The programs I identified are not 'rights' in the sense that they cannot be revoked by mere legislation. Congress could make dramatic changes to social security and medicare, cutting benefits, and there would be no Constitutional argument against that. Voters on the other hand...Now can Congress tax and spend in ways that they currently are and have in the past within the framework of our Constitution?

So is Medicare a right guaranteed by the Constitution - no. Is it a legal program - yes. Does Congress have the ability to tax one group and spend to benefit another - yes.

Spag

Dave, it appears you are confusing rights with privileges in some cases. What are "rights"? What makes them a "right"? Where do they come from? Natural law? Man? God? Are rights universal?

justcorbly

>> I guess on some level, we all consider ourselves middle-of-the-road. It's cool.

"I don't believe a pure market approach can resolve all those problems. I don't believe a pure government approach can resolve all those problems. I don't believe an approach rooted in any ideology, on either side of the spectrum can resolve all those problems."

I don't consider myself middle-of-the-road. It seems to me that politics and government is typically rooted in one ideology or another, which limits the ranger of possible solutions under consideration. I.e., people may agree that a problem exists and needs to be resolved, but the only approach they are willing to take is one the accords with their beliefs. i don't think we can afford that.

As for rights... I don't know where they came from. I don't think that is a question of any practical importance. How could we know they are from God when we can't determine the nature, location, or even the existence of God? "Natural law" presumes the existence of someone or something that created the law. Deriving rights from God or natural law is a proposition that rests only on belief and faith.

If a right exists, it must exists for everyone. Governments or other powers cannot create or destroy rights, only hinder or facilitate their exercise.

An overview of what humans think our rights are might be taken from the constitutions, declarations, etc., of the UN and various nations. We do not seem to differ greatly in our identification of those rights. What differences that exist can probably be attributed to the era in which the document as written. E.g., a modern document might identify a right to the privacy of communications, while the U.S. Constitution does not because the issue, as it currently exists, was unknown to its authors. But, we may decide that the right exists and expect Congress to legislate and the courts to rule accordingly. I.e., that right would exist even if not explicitly listed in the Constitution. In fact, that right would exist even if Congress and the courts abrogated it.

An ideology that narrowly constrains government action to behavior held to be in strict and literal accord with rights tallied in a document seems to me, among other things, to ultimately counter the notion of representative democratic government. No right, for example, is listed in the Constitution that specifically addresses the issue of the territorial expansion of the U.S. Yet presidents like Jefferson and Tyler, and their Congresses, certainly expanded the country's territory.

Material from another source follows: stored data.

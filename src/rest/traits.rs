//! Trait definition for the Coins.ph REST API client.
//!
//! [`CoinsClient`] abstracts the REST operations so callers can substitute a
//! mock or wrap the client with decorators.
//!
//! ```rust,ignore
//! use coinsph_api_client::rest::{CoinsClient, Filters};
//!
//! async fn count_orders<C: CoinsClient>(client: &C) -> coinsph_api_client::Result<usize> {
//!     let orders = client.list("sellorder", None, &Filters::new()).await?;
//!     Ok(orders["orders"].as_array().map_or(0, Vec::len))
//! }
//! ```

use std::future::Future;

use serde_json::Value;

use crate::error::CoinsError;
use crate::rest::CoinsRestClient;
use crate::rest::paging::{AggregateResult, CryptoPaymentsRequest};
use crate::rest::query::{Filters, ResourceQuery};
use crate::rest::statements::StatementRequest;
use crate::statement::Statement;

/// Trait defining the Coins.ph REST operations.
pub trait CoinsClient: Send + Sync {
    // ========== Orders & outlets ==========

    /// List orders of a type, or fetch one by id.
    fn list(
        &self,
        resource: &str,
        id: Option<&str>,
        filters: &Filters,
    ) -> impl Future<Output = Result<Value, CoinsError>> + Send;

    /// Fetch a single order.
    fn get(&self, resource: &str, id: &str)
    -> impl Future<Output = Result<Value, CoinsError>> + Send;

    /// List payout outlets.
    fn list_payout_outlets(
        &self,
        filters: &Filters,
    ) -> impl Future<Output = Result<Value, CoinsError>> + Send;

    /// Fetch a single payout outlet.
    fn get_payout_outlet(&self, id: &str)
    -> impl Future<Output = Result<Value, CoinsError>> + Send;

    /// Look up the payout outlet for a mobile number's carrier.
    fn fetch_outlet_data(
        &self,
        phone_number: &str,
    ) -> impl Future<Output = Result<Value, CoinsError>> + Send;

    // ========== Crypto payments ==========

    /// Look up crypto payments by referenced order id.
    fn fetch_crypto_payment(
        &self,
        order_id: &str,
    ) -> impl Future<Output = Result<Value, CoinsError>> + Send;

    /// Fetch a single crypto payment.
    fn get_crypto_payment(&self, id: &str)
    -> impl Future<Output = Result<Value, CoinsError>> + Send;

    /// List crypto payments, optionally merging every page.
    fn get_crypto_payments(
        &self,
        request: &CryptoPaymentsRequest,
    ) -> impl Future<Output = Result<Value, CoinsError>> + Send;

    /// Walk a cursor-paged endpoint and merge every page.
    fn fetch_all(
        &self,
        query: &ResourceQuery,
        items_key: &str,
        per_page: u32,
        start_page: u64,
    ) -> impl Future<Output = Result<AggregateResult, CoinsError>> + Send;

    // ========== Account ==========

    /// Get the crypto accounts.
    fn get_account(&self) -> impl Future<Output = Result<Value, CoinsError>> + Send;

    /// Download a monthly balance statement.
    fn get_transactions(
        &self,
        request: &StatementRequest,
    ) -> impl Future<Output = Result<Statement, CoinsError>> + Send;
}

impl CoinsClient for CoinsRestClient {
    async fn list(
        &self,
        resource: &str,
        id: Option<&str>,
        filters: &Filters,
    ) -> Result<Value, CoinsError> {
        CoinsRestClient::list(self, resource, id, filters).await
    }

    async fn get(&self, resource: &str, id: &str) -> Result<Value, CoinsError> {
        CoinsRestClient::get(self, resource, id).await
    }

    async fn list_payout_outlets(&self, filters: &Filters) -> Result<Value, CoinsError> {
        CoinsRestClient::list_payout_outlets(self, filters).await
    }

    async fn get_payout_outlet(&self, id: &str) -> Result<Value, CoinsError> {
        CoinsRestClient::get_payout_outlet(self, id).await
    }

    async fn fetch_outlet_data(&self, phone_number: &str) -> Result<Value, CoinsError> {
        CoinsRestClient::fetch_outlet_data(self, phone_number).await
    }

    async fn fetch_crypto_payment(&self, order_id: &str) -> Result<Value, CoinsError> {
        CoinsRestClient::fetch_crypto_payment(self, order_id).await
    }

    async fn get_crypto_payment(&self, id: &str) -> Result<Value, CoinsError> {
        CoinsRestClient::get_crypto_payment(self, id).await
    }

    async fn get_crypto_payments(
        &self,
        request: &CryptoPaymentsRequest,
    ) -> Result<Value, CoinsError> {
        CoinsRestClient::get_crypto_payments(self, request).await
    }

    async fn fetch_all(
        &self,
        query: &ResourceQuery,
        items_key: &str,
        per_page: u32,
        start_page: u64,
    ) -> Result<AggregateResult, CoinsError> {
        CoinsRestClient::fetch_all(self, query, items_key, per_page, start_page).await
    }

    async fn get_account(&self) -> Result<Value, CoinsError> {
        CoinsRestClient::get_account(self).await
    }

    async fn get_transactions(&self, request: &StatementRequest) -> Result<Statement, CoinsError> {
        CoinsRestClient::get_transactions(self, request).await
    }
}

No right is specifically tallied to address the use of tax funds to clear snow from sidewalks. That doesn't make it illegal. It represents the use of government to accomplish a task that people want accomplished. Attempts to focus the discussion on whether or not anyone has a right to expect the government to clear snow off sidewalks seem to come from a desire to place fidelity to belief above legal government action, and a willingness to constrain our ability to exercise our rights because of that belief. That is, if I think I have a right to walk down the sidewalk unhindered by snow, and if the government legally uses tax funds to clear that snow, then I will look unkindly on anyone who argues that government should not do that because they think I do not have the right to expect government to clear snow.

Bubba

"Deriving rights from God or natural law is a proposition that rests only on belief and faith."

Yes, of course. The priesthood of secular humanism is undoubtedly the only source where rights should be derived.